I yanked open the back door and came face-to-face with Miranda pointing a gun at me.

eight

“Do you hear that?” I asked Olivia as we chatted in the kitchen. “I hear something next door.” Carefully I moved across the linoleum floor and put my ear to the wall.

“What? No, I don’t hear anything.” Olivia moved closer to me.

“It’s someone walking.” I moved back. “Someone has been in there this whole time. I need to tell Alejandro.” But first I was going for my gun. “Wait here. I’ve got to grab something.”

“Okay.” Olivia sounded bewildered. I wondered if she thought I was totally nuts because she seemed like someone I could actually be friends with.
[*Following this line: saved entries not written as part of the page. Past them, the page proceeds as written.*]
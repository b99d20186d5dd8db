// SPDX-License-Identifier: AGPL-3.0-or-later
//
// Copyright (C) 2026 Relational Network

//! # Authentication Module
//!
//! Callers authenticate with a credential issued by an external identity
//! authority; this service never issues or stores credentials itself.
//!
//! ## Auth Flow
//!
//! 1. Client sends `Authorization: Token <value>` (or `Bearer <value>`)
//! 2. The `Auth` extractor parses the header
//! 3. The identity resolver:
//!    - Answers from the TTL cache when it can
//!    - Otherwise POSTs the credential to the authority's validation endpoint
//!    - Builds a typed [`Identity`] (`user_id`, `role`, raw claims)
//! 4. Handlers call [`policy::require`] before touching the ledger
//!
//! ## Security
//!
//! - Only successful resolutions are cached (keyed by SHA-256 of the token)
//! - Authority timeouts surface as 503, rejected credentials as 401
//! - Unknown accounts are denied (403) rather than reported missing

pub mod cache;
pub mod error;
pub mod extractor;
pub mod identity;
pub mod policy;
pub mod resolver;
pub mod roles;

pub use cache::{CacheStats, CachedIdentityResolver, IdentityCache};
pub use error::AuthError;
pub use extractor::{Auth, OptionalAuth};
pub use identity::Identity;
pub use policy::{authorize, require, Decision, Operation, Resource};
pub use resolver::{IdentityResolver, RemoteIdentityResolver, StaticIdentityResolver};
pub use roles::Role;
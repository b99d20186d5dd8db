// SPDX-License-Identifier: AGPL-3.0-or-later
//
// Copyright (C) 2026 Relational Network

//! Ledger error taxonomy.

use rust_decimal::Decimal;
use thiserror::Error;

use super::model::AccountId;

/// Errors returned by ledger operations.
///
/// Validation variants are produced before anything is written, so a caller
/// seeing one of them knows the ledger is unchanged.
#[derive(Debug, Clone, PartialEq, Error)]
pub enum LedgerError {
    /// Account or log entry is absent (or, for log entries, already settled)
    #[error("{entity} {id} not found")]
    NotFound { entity: &'static str, id: u64 },

    #[error("insufficient funds in account {account_id}: balance {balance}, requested {requested}")]
    InsufficientFunds {
        account_id: AccountId,
        balance: Decimal,
        requested: Decimal,
    },

    /// Non-positive or malformed amount
    #[error("invalid amount: {0}")]
    InvalidAmount(String),

    /// Unknown action kind, same-account transfer, inactive account
    #[error("invalid operation: {0}")]
    InvalidOperation(String),

    /// Bad state-change target
    #[error("invalid state: {0}")]
    InvalidState(String),

    /// The store failed; the operation was rolled back
    #[error("storage failure: {0}")]
    Storage(String),
}

pub type LedgerResult<T> = Result<T, LedgerError>;

impl LedgerError {
    pub fn account_not_found(id: AccountId) -> Self {
        LedgerError::NotFound {
            entity: "account",
            id,
        }
    }

    pub fn entry_not_found(id: u64) -> Self {
        LedgerError::NotFound {
            entity: "log entry",
            id,
        }
    }

    /// Stable machine-readable code for API responses.
    pub fn error_code(&self) -> &'static str {
        match self {
            LedgerError::NotFound { .. } => "not_found",
            LedgerError::InsufficientFunds { .. } => "insufficient_funds",
            LedgerError::InvalidAmount(_) => "invalid_amount",
            LedgerError::InvalidOperation(_) => "invalid_operation",
            LedgerError::InvalidState(_) => "invalid_state",
            LedgerError::Storage(_) => "storage_error",
        }
    }
}

#[cfg(test)]
mod tests {
    use super::*;
    use rust_decimal_macros::dec;

    #[test]
    fn display_includes_context() {
        let err = LedgerError::InsufficientFunds {
            account_id: 4,
            balance: dec!(100.00),
            requested: dec!(150.00),
        };
        assert_eq!(
            err.to_string(),
            "insufficient funds in account 4: balance 100.00, requested 150.00"
        );
        assert_eq!(
            LedgerError::account_not_found(9).to_string(),
            "account 9 not found"
        );
    }

    #[test]
    fn error_codes_are_stable() {
        assert_eq!(LedgerError::entry_not_found(1).error_code(), "not_found");
        assert_eq!(
            LedgerError::InvalidState("x".into()).error_code(),
            "invalid_state"
        );
    }
}
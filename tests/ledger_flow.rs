// SPDX-License-Identifier: AGPL-3.0-or-later
//
// Copyright (C) 2026 Relational Network

//! End-to-end flows through the public library API.

use argent_ledger::{
    auth::{authorize, Decision, Identity, Operation, Resource, Role},
    ledger::{
        AccountId, AccountStatus, AccountType, EntryStatus, Ledger, LedgerError, LogAction,
        NewAccount, SettlementMode,
    },
    storage::{LedgerStore, MemoryLedgerStore, RedbLedgerStore},
};
use rust_decimal::Decimal;
use rust_decimal_macros::dec;
use tempfile::TempDir;

fn open<S: LedgerStore>(ledger: &Ledger<S>, owner: &str, balance: Decimal) -> AccountId {
    ledger
        .create_account(NewAccount {
            owner_user_id: owner.to_string(),
            account_type: AccountType::Checking,
            status: AccountStatus::Active,
            opening_balance: balance,
        })
        .unwrap()
        .id
}

#[test]
fn deferred_history_survives_restart() {
    let temp_dir = TempDir::new().unwrap();
    let path = temp_dir.path().join("ledger.redb");

    let (a, b, sent_id) = {
        let ledger = Ledger::new(RedbLedgerStore::open(&path).unwrap(), SettlementMode::Deferred);
        let a = open(&ledger, "alice", dec!(100));
        let b = open(&ledger, "bob", dec!(0));
        let receipt = ledger.transfer(a, b, dec!(40), Some("rent".into())).unwrap();
        ledger.deposit(b, dec!(5)).unwrap();
        (a, b, receipt.entries.sent.id)
    };

    // Pending work is still queued after reopening the file
    let ledger = Ledger::new(RedbLedgerStore::open(&path).unwrap(), SettlementMode::Deferred);
    let queue = ledger.pending_actions().unwrap();
    assert_eq!(queue.len(), 2);
    assert_eq!(queue[0].id, sent_id);
    assert_eq!(queue[1].action, LogAction::Deposit);

    ledger.validate_action(sent_id).unwrap();
    ledger.decline_action(queue[1].id).unwrap();

    assert_eq!(ledger.get_account(a).unwrap().balance, dec!(60.00));
    assert_eq!(ledger.get_account(b).unwrap().balance, dec!(40.00));
    assert!(ledger.pending_actions().unwrap().is_empty());

    let statuses: Vec<EntryStatus> = ledger
        .account_logs(b, None)
        .unwrap()
        .iter()
        .map(|e| e.status())
        .collect();
    assert_eq!(statuses, vec![EntryStatus::Declined, EntryStatus::Settled]);
}

#[test]
fn backends_agree_on_immediate_flow() {
    fn run<S: LedgerStore>(ledger: Ledger<S>) -> (Decimal, Decimal, usize) {
        let a = open(&ledger, "alice", dec!(100));
        let b = open(&ledger, "bob", dec!(0));
        ledger.transfer(a, b, dec!(25.50), None).unwrap();
        ledger.withdraw(b, dec!(0.50)).unwrap();
        let err = ledger.withdraw(a, dec!(1000)).unwrap_err();
        assert!(matches!(err, LedgerError::InsufficientFunds { .. }));
        (
            ledger.get_account(a).unwrap().balance,
            ledger.get_account(b).unwrap().balance,
            ledger.account_logs(b, None).unwrap().len(),
        )
    }

    let temp_dir = TempDir::new().unwrap();
    let redb = run(Ledger::new(
        RedbLedgerStore::open(&temp_dir.path().join("ledger.redb")).unwrap(),
        SettlementMode::Immediate,
    ));
    let memory = run(Ledger::new(MemoryLedgerStore::new(), SettlementMode::Immediate));

    assert_eq!(redb, (dec!(74.50), dec!(25.00), 2));
    assert_eq!(redb, memory);
}

#[test]
fn policy_gates_ledger_operations() {
    let ledger = Ledger::new(MemoryLedgerStore::new(), SettlementMode::Deferred);
    let a = open(&ledger, "alice", dec!(10));
    let account = ledger.find_account(a).unwrap();

    let alice = Identity::new("alice", Role::Customer);
    let mallory = Identity::new("mallory", Role::Customer);
    let teller = Identity::new("teller-1", Role::Banker);

    let on_account = |who: &Identity, op| authorize(who, Resource::Account(account.as_ref()), op);
    assert_eq!(on_account(&alice, Operation::Transfer), Decision::Allow);
    assert_eq!(on_account(&mallory, Operation::Transfer), Decision::Deny);
    assert_eq!(on_account(&teller, Operation::Transfer), Decision::Deny);
    assert_eq!(on_account(&teller, Operation::ReadLogs), Decision::Allow);

    let missing = ledger.find_account(a + 100).unwrap();
    assert_eq!(
        authorize(&alice, Resource::Account(missing.as_ref()), Operation::ReadAccount),
        Decision::Deny
    );
    assert_eq!(
        authorize(&alice, Resource::Ledger, Operation::ValidateAction),
        Decision::Deny
    );
    assert_eq!(
        authorize(&teller, Resource::Ledger, Operation::ValidateAction),
        Decision::Allow
    );
}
I needed some new friends in town. Nor did I want people to think I was a crazy woman.

But I couldn’t worry about that right now. Something was totally off next door. I wanted to know what it was because damn it, I had rented this duplex for twelve months. I did not want someone destroying my peace of mind. But I also knew that tonight I wouldn’t be able to sleep there. Aside from the fact that I was freaked out, the bed wasn’t even in place and I had no clue where the box with my sheets was. The latter part of the move had not gone according to plan thanks to Conrad the cat guy.

Before that, Alejandro had been more than a distraction. He had shattered my world. My body and my mind.

Feeling anxious, I texted Lola while I was looking through the boxes in my bedroom for the one I needed. She texted me back right away giving me the response I wanted. She was a generous and kind person who didn’t mind sharing her success and I had been counting on that.

Spying the box I wanted I tore off the tape and dug through it for my lock box. The key was on my key ring so I took the whole box into the kitchen and opened it. I wasn’t going to bother to load the gun. I just wanted to scare Conrad if he appeared to be threatening Alejandro.

The back door to my kitchen went flying open and without hesitation I spun and pointed the gun straight at the intruder.

It was just Alejandro eyeing me.

“That better not be loaded,” Alejandro said. “Because I don’t feel like taking a bullet today.”

I lowered my arm. “Why would I shoot you? I thought you were Conrad or whatever the hell his name is.”

He was still just eyeing me like he’d thought I had lost my mind. “Why do you have a gun?”

“I’m a single lady. I need to protect myself.”